Depuis le début de la semaine, plusieurs grandes organisations internationales dont l'ONG Human Rights Watch ont donc décidé d'interpeller les pouvoirs publics chinois. Le chercheur chinois Yaqui Wang, interrogé par Quartz, considère que "les autorités sont tout aussi, sinon plus, soucieuses de faire taire les critiques (envers le parti) que de contenir la propagation du coronavirus". Dans un communiqué publié ce lundi, le Comité pour la Protection des Journalistes (CPJ) appelle directement à la libération de Chen Qiushi.

"Les autorités de Wuhan doivent révéler si elles détiennent le journaliste Chen Qiushi.
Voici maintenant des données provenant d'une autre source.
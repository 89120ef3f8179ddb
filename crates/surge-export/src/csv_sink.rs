//! CSV sink for report records
//!
//! Appends one row per accepted report. The header is written only when the
//! file starts out empty, so restarting a run keeps appending to the same
//! file. A failed row is logged and skipped.

use std::fs::{File, OpenOptions};
use std::path::{Path, PathBuf};

use csv::WriterBuilder;
use tokio::sync::mpsc;
use tracing::{info, warn};

use surge_core::{ReportRecord, SurgeError, SurgeResult};

/// Column names, in order
pub const CSV_HEADER: [&str; 13] = [
    "timestamp",
    "label",
    "step",
    "node",
    "connected",
    "avg_startup",
    "avg_bitrate",
    "avg_buffers",
    "avg_buffer_time",
    "cpu",
    "mem",
    "clients",
    "failures",
];

/// Appending CSV writer
pub struct CsvSink {
    writer: csv::Writer<File>,
    path: PathBuf,
    rows: u64,
}

impl CsvSink {
    /// Open (or create) `path` for appending
    pub fn open(path: impl AsRef<Path>) -> SurgeResult<Self> {
        let path = path.as_ref().to_path_buf();
        let file = OpenOptions::new().create(true).append(true).open(&path)?;
        let is_new = file.metadata()?.len() == 0;

        let mut writer = WriterBuilder::new().has_headers(false).from_writer(file);
        if is_new {
            writer.write_record(CSV_HEADER).map_err(csv_error)?;
            writer.flush()?;
        }

        Ok(CsvSink {
            writer,
            path,
            rows: 0,
        })
    }

    pub fn path(&self) -> &Path {
        &self.path
    }

    /// Rows written by this sink
    pub fn rows(&self) -> u64 {
        self.rows
    }

    /// Append and flush one row
    pub fn write(&mut self, record: &ReportRecord) -> SurgeResult<()> {
        let report = &record.report;
        let row = [
            record.timestamp.to_rfc3339(),
            record.label.clone(),
            optional(record.step),
            record.node_id.to_string(),
            optional(report.connected),
            report.avg_startup.to_string(),
            report.avg_bitrate.to_string(),
            report.avg_buffers.to_string(),
            report.avg_buffer_time.to_string(),
            optional(report.resources.cpu),
            optional(report.resources.mem),
            optional(report.resources.clients),
            optional(report.resources.failures),
        ];
        self.writer.write_record(&row).map_err(csv_error)?;
        self.writer.flush()?;
        self.rows += 1;
        Ok(())
    }

    /// Drain `records` until every sender is gone. Returns rows written.
    pub async fn run(mut self, mut records: mpsc::UnboundedReceiver<ReportRecord>) -> u64 {
        info!(path = %self.path.display(), "recording reports");
        while let Some(record) = records.recv().await {
            if let Err(e) = self.write(&record) {
                warn!(node = %record.node_id, "dropping report row: {}", e);
            }
        }
        self.rows
    }
}

fn optional<T: ToString>(value: Option<T>) -> String {
    value.map(|v| v.to_string()).unwrap_or_default()
}

fn csv_error(e: csv::Error) -> SurgeError {
    SurgeError::Sink(e.to_string())
}
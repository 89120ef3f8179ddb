//! Cluster-wide views produced by the coordinator

use chrono::{DateTime, Utc};
use serde::{Deserialize, Serialize};

use crate::{NodeId, TelemetryReport};

/// Aggregated view across all active nodes
#[derive(Clone, Debug, Default, PartialEq, Serialize, Deserialize)]
pub struct ClusterSnapshot {
    /// Sum of `connected` over active nodes
    pub total_clients: u64,
    /// Mean of node-level startup delay averages
    pub avg_startup: f64,
    /// Mean of node-level bitrate averages
    pub avg_bitrate: f64,
    /// Mean of node-level buffer-event averages
    pub avg_buffers: f64,
    /// Mean of node-level buffer-time averages
    pub avg_buffer_time: f64,
    /// Net fractional loss of clients since the previous aggregation
    pub drop_rate: f64,
    /// Number of nodes that contributed
    pub active_nodes: usize,
    /// Wall-clock time of the last change
    pub updated_at: Option<DateTime<Utc>>,
}

/// One accepted report, annotated for row-oriented sinks
#[derive(Clone, Debug, PartialEq)]
pub struct ReportRecord {
    pub timestamp: DateTime<Utc>,
    /// Run label
    pub label: String,
    /// Last ramp step shipped when the report arrived
    pub step: Option<u64>,
    pub node_id: NodeId,
    pub report: TelemetryReport,
}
Si c'est le cas, il doit être libéré immédiatement. La Chine ne semble pas avoir appris la leçon claire que le fait de cacher la vérité sur une maladie en expansion ne fera qu'empirer les choses", a notamment déclaré Steven Butler, coordinateur du programme Asie au Comité de protection des journalistes à Washington.

Le président chinois Xi Jinping s'est félicité, ce mercredi, de "l'évolution positive" de l'épidémie du coronavirus, le nombre de nouveaux cas diminuant depuis trois jours, malgré un bilan qui dépasse désormais les 1100 morts. Au total, 44.653 personnes contaminées ont été répertoriées en Chine continentale. 

La mort vendredi dernier du docteur Li Wenliang, infecté par le virus et qui avait été réprimandé pour avoir été l'un des premiers fin décembre à donner l'alerte, illustre les difficiles conditions de travail des médecins en première ligne.